Well, if it's an in-game script you ARE playing the original game.  If it isn't, ok, so your playing the game plus an out of game script, but if this script is merely a replacement for what common hardware could do, thus shifting the focus away from what kind of hardware you have and onto what kind of human skills you have, what part of the end result do you have a problem with?  I don't see how you counter this.  You seem to be confused, the hardware I'm referring to is input hardware.  If you still insist there is something inherently wrong with this, look at it as replacing one evil with a lesser evil.

Quote from lag:
5.  This is true. SDA has always been like this. Unless we go the route of having 'official SDA representatives' standing by you and watching for legitimacy (or preparing the PC you will use themselves), it always will be. We are creating entertainment. It's about personal satisfaction. And fun. And a host of other things I'm forgetting.

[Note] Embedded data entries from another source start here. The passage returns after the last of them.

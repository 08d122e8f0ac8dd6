// src/database.rs
mod memory;
mod models;

use std::sync::Arc;

use async_trait::async_trait;
use sqlx::{postgres::PgPoolOptions, PgPool};
use tracing::{error, info};

use crate::{
    config::{DatabaseConfig, StoreBackend},
    errors::{AppError, StoreError},
    models::{LocationRecord, NewLocation, RoomCode},
};
use models::{LocationRow, LOCATION_COLUMNS};

pub use memory::MemoryStore;

/// Storage of location records keyed by room code.
///
/// No uniqueness is enforced: a room code can own any number of rows.
#[async_trait]
pub trait LocationStore: Send + Sync {
    /// Insert a new record; never replaces an existing one
    async fn insert(&self, location: NewLocation) -> Result<LocationRecord, StoreError>;

    /// Record with the greatest timestamp for `room_code`, ties broken by id
    async fn find_newest(&self, room_code: &RoomCode) -> Result<Option<LocationRecord>, StoreError>;

    /// First record for `room_code` in default (insertion) order
    async fn find_any(&self, room_code: &RoomCode) -> Result<Option<LocationRecord>, StoreError>;

    /// Persist the coordinates and timestamp of an existing record
    async fn save(&self, record: &LocationRecord) -> Result<(), StoreError>;

    /// Release backend resources
    async fn close(&self) {}
}

/// Open the store selected in configuration
pub async fn open_store(config: &DatabaseConfig) -> Result<Arc<dyn LocationStore>, AppError> {
    match config.backend {
        StoreBackend::Memory => {
            info!("Using in-memory location store; records are not persisted");
            Ok(Arc::new(MemoryStore::new()))
        }
        StoreBackend::Postgres => {
            let url = config
                .url
                .as_deref()
                .ok_or_else(|| AppError::ConfigurationError {
                    message: "database.url is required for the postgres backend".to_string(),
                })?;
            let db = Database::from_url(url, config.max_connections).await?;
            Ok(Arc::new(db))
        }
    }
}

/// PostgreSQL location store
#[derive(Debug, Clone)]
pub struct Database {
    pool: PgPool,
}

impl Database {
    /// Connect to the database and apply migrations
    pub async fn from_url(url: &str, max_connections: u32) -> Result<Self, AppError> {
        info!("Connecting to database, max_connections={}", max_connections);
        let pool = PgPoolOptions::new()
            .max_connections(max_connections)
            .connect(url)
            .await
            .map_err(|e| {
                error!("Failed to connect to database: {}", e);
                AppError::DatabaseConnectionError(e.to_string())
            })?;

        Self::new(pool).await
    }

    /// Wrap an existing pool, applying migrations first
    pub async fn new(pool: PgPool) -> Result<Self, AppError> {
        sqlx::migrate!("./migrations")
            .run(&pool)
            .await
            .map_err(|e| AppError::MigrationError(e.to_string()))?;

        Ok(Self { pool })
    }

    pub fn pool(&self) -> &PgPool {
        &self.pool
    }
}

#[async_trait]
impl LocationStore for Database {
    async fn insert(&self, location: NewLocation) -> Result<LocationRecord, StoreError> {
        let row: LocationRow = sqlx::query_as(&format!(
            "INSERT INTO locations (room_code, latitude, longitude, timestamp)
             VALUES ($1, $2, $3, $4)
             RETURNING {LOCATION_COLUMNS}"
        ))
        .bind(location.room_code.as_str())
        .bind(location.coordinates.latitude)
        .bind(location.coordinates.longitude)
        .bind(location.timestamp)
        .fetch_one(&self.pool)
        .await?;

        row.try_into()
    }

    async fn find_newest(&self, room_code: &RoomCode) -> Result<Option<LocationRecord>, StoreError> {
        let row: Option<LocationRow> = sqlx::query_as(&format!(
            "SELECT {LOCATION_COLUMNS} FROM locations
             WHERE room_code = $1
             ORDER BY timestamp DESC, id DESC
             LIMIT 1"
        ))
        .bind(room_code.as_str())
        .fetch_optional(&self.pool)
        .await?;

        row.map(LocationRecord::try_from).transpose()
    }

    async fn find_any(&self, room_code: &RoomCode) -> Result<Option<LocationRecord>, StoreError> {
        let row: Option<LocationRow> = sqlx::query_as(&format!(
            "SELECT {LOCATION_COLUMNS} FROM locations
             WHERE room_code = $1
             ORDER BY id
             LIMIT 1"
        ))
        .bind(room_code.as_str())
        .fetch_optional(&self.pool)
        .await?;

        row.map(LocationRecord::try_from).transpose()
    }

    async fn save(&self, record: &LocationRecord) -> Result<(), StoreError> {
        let result = sqlx::query(
            "UPDATE locations
             SET latitude = $2, longitude = $3, timestamp = $4, updated_at = now()
             WHERE id = $1",
        )
        .bind(record.id)
        .bind(record.latitude)
        .bind(record.longitude)
        .bind(record.timestamp)
        .execute(&self.pool)
        .await?;

        if result.rows_affected() == 0 {
            return Err(StoreError::MissingRecord(record.id));
        }
        Ok(())
    }

    async fn close(&self) {
        info!("Closing database connections");
        self.pool.close().await;
    }
}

It isn't though.  There ARE ways SDA can enforce it's current rules.  There IS a chance of getting caught violating the rules by a keen verifier.  Dishonesty ISN'T strictly rewarded.  If you ban things which you have ABSOLUTELY NO WAY of enforcing, which is the case for certain scripts, your rule is doing a great disservice to the honest people in the community.  You did not counter this, you just gave a fallacious premise that SDA is already in this terrible state of not being able to enforce it's rules, then concluded it's okay it continue with this terrible state.
Go play spacechem !
Quote:
If you ban things which you have ABSOLUTELY NO WAY of enforcing, which is the case for certain scripts,

wich is the case of cheats too, still SDA doesnt allow cheaters

Quote:
1.  It's a legitimate in-game feature which doesn't change the game mechanics much like customizing your config which the game makers intended to be used when playing the game in a regular manner.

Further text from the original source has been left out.